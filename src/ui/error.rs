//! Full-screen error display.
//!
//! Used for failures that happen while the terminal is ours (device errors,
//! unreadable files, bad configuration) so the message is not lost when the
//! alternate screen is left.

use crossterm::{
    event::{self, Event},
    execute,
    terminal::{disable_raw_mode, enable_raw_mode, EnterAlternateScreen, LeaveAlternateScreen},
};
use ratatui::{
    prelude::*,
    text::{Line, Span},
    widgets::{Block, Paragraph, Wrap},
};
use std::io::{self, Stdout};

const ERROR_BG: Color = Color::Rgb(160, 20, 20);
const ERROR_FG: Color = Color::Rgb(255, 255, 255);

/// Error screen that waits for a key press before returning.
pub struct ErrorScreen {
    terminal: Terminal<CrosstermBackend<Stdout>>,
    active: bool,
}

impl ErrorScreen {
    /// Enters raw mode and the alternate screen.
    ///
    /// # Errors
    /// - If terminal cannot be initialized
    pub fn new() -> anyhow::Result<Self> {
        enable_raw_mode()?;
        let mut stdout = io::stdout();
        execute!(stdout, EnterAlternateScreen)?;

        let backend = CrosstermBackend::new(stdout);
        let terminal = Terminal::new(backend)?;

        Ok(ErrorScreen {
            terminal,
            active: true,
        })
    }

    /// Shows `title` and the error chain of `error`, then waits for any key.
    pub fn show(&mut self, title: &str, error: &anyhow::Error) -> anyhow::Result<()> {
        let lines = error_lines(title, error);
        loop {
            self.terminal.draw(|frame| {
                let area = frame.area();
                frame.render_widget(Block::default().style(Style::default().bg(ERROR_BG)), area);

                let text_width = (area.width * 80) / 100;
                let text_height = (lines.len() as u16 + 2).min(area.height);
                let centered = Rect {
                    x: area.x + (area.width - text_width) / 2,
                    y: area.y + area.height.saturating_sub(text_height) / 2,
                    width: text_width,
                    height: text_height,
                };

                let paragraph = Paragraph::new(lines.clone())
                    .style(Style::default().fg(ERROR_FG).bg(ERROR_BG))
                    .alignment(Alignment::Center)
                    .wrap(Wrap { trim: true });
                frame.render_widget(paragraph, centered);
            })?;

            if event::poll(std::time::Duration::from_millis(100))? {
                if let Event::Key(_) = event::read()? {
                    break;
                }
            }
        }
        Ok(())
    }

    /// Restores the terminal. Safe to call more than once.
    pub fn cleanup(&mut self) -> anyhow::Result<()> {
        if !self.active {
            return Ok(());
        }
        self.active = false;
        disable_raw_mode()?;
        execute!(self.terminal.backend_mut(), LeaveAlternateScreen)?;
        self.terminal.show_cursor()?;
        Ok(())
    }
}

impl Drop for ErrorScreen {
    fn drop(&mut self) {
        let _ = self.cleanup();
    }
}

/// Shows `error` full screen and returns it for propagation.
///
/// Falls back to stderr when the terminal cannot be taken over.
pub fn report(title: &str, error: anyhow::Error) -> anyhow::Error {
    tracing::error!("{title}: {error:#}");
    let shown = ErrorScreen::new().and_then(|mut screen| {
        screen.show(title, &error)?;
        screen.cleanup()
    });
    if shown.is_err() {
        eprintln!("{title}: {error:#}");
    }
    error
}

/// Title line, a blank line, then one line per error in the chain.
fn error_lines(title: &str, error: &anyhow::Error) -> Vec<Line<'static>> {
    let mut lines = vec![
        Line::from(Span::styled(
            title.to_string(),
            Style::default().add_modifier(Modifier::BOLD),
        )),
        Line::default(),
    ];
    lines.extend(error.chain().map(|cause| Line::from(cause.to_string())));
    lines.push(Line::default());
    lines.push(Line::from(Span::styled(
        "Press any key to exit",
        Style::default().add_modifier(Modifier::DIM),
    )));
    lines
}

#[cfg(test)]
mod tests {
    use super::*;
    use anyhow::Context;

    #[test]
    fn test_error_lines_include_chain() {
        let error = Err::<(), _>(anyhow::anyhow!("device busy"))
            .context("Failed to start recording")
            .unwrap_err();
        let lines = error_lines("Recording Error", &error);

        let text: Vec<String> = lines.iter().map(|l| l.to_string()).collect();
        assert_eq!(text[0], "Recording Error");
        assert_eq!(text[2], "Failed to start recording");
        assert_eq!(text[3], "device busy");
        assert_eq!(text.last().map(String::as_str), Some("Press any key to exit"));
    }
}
################
Write all of the records out exactly, including every line.

Output below:
filename src/ui/error.rs
//! Full-screen error display.
//!
//! Used for failures that happen while the terminal is ours (device errors,
//! unreadable files, bad configuration) so the message is not lost when the
//! alternate screen is left.

use crossterm::{
    event::{self, Event},
    execute,
    terminal::{disable_raw_mode, enable_raw_mode, EnterAlternateScreen, LeaveAlternateScreen},
};
use ratatui::{
    prelude::*,
    text::{Line, Span},
    widgets::{Block, Paragraph, Wrap},
};
use std::io::{self, Stdout};

const ERROR_BG: Color = Color::Rgb(160, 20, 20);
const ERROR_FG: Color = Color::Rgb(255, 255, 255);

/// Error screen that waits for a key press before returning.
pub struct ErrorScreen {
    terminal: Terminal<CrosstermBackend<Stdout>>,
    active: bool,
}

impl ErrorScreen {
    /// Enters raw mode and the alternate screen.
    ///
    /// # Errors
    /// - If terminal cannot be initialized
    pub fn new() -> anyhow::Result<Self> {
        enable_raw_mode()?;
        let mut stdout = io::stdout();
        execute!(stdout, EnterAlternateScreen)?;

        let backend = CrosstermBackend::new(stdout);
        let terminal = Terminal::new(backend)?;

        Ok(ErrorScreen {
            terminal,
            active: true,
        })
    }

    /// Shows `title` and the error chain of `error`, then waits for any key.
    pub fn show(&mut self, title: &str, error: &anyhow::Error) -> anyhow::Result<()> {
        let lines = error_lines(title, error);
        loop {
            self.terminal.draw(|frame| {
                let area = frame.area();
                frame.render_widget(Block::default().style(Style::default().bg(ERROR_BG)), area);

                let text_width = (area.width * 80) / 100;
                let text_height = (lines.len() as u16 + 2).min(area.height);
                let centered = Rect {
                    x: area.x + (area.width - text_width) / 2,
                    y: area.y + area.height.saturating_sub(text_height) / 2,
                    width: text_width,
                    height: text_height,
                };

                let paragraph = Paragraph::new(lines.clone())
                    .style(Style::default().fg(ERROR_FG).bg(ERROR_BG))
                    .alignment(Alignment::Center)
                    .wrap(Wrap { trim: true });
                frame.render_widget(paragraph, centered);
            })?;

            if event::poll(std::time::Duration::from_millis(100))? {
                if let Event::Key(_) = event::read()? {
                    break;
                }
            }
        }
        Ok(())
    }

    /// Restores the terminal. Safe to call more than once.
    pub fn cleanup(&mut self) -> anyhow::Result<()> {
        if !self.active {
            return Ok(());
        }
        self.active = false;
        disable_raw_mode()?;
        execute!(self.terminal.backend_mut(), LeaveAlternateScreen)?;
        self.terminal.show_cursor()?;
        Ok(())
    }
}

impl Drop for ErrorScreen {
    fn drop(&mut self) {
        let _ = self.cleanup();
    }
}

/// Shows `error` full screen and returns it for propagation.
///
/// Falls back to stderr when the terminal cannot be taken over.
pub fn report(title: &str, error: anyhow::Error) -> anyhow::Error {
    tracing::error!("{title}: {error:#}");
    let shown = ErrorScreen::new().and_then(|mut screen| {
        screen.show(title, &error)?;
        screen.cleanup()
    });
    if shown.is_err() {
        eprintln!("{title}: {error:#}");
    }
    error
}

/// Title line, a blank line, then one line per error in the chain.
fn error_lines(title: &str, error: &anyhow::Error) -> Vec<Line<'static>> {
    let mut lines = vec![
        Line::from(Span::styled(
            title.to_string(),
            Style::default().add_modifier(Modifier::BOLD),
        )),
        Line::default(),
    ];
    lines.extend(error.chain().map(|cause| Line::from(cause.to_string())));
    lines.push(Line::default());
    lines.push(Line::from(Span::styled(
        "Press any key to exit",
        Style::default().add_modifier(Modifier::DIM),
    )));
    lines
}

#[cfg(test)]
mod tests {
    use super::*;
    use anyhow::Context;

    #[test]
    fn test_error_lines_include_chain() {
        let error = Err::<(), _>(anyhow::anyhow!("device busy"))
            .context("Failed to start recording")
            .unwrap_err();
        let lines = error_lines("Recording Error", &error);

        let text: Vec<String> = lines.iter().map(|l| l.to_string()).collect();
        assert_eq!(text[0], "Recording Error");
        assert_eq!(text[2], "Failed to start recording");
        assert_eq!(text[3], "device busy");
        assert_eq!(text.last().map(String::as_str), Some("Press any key to exit"));
    }
}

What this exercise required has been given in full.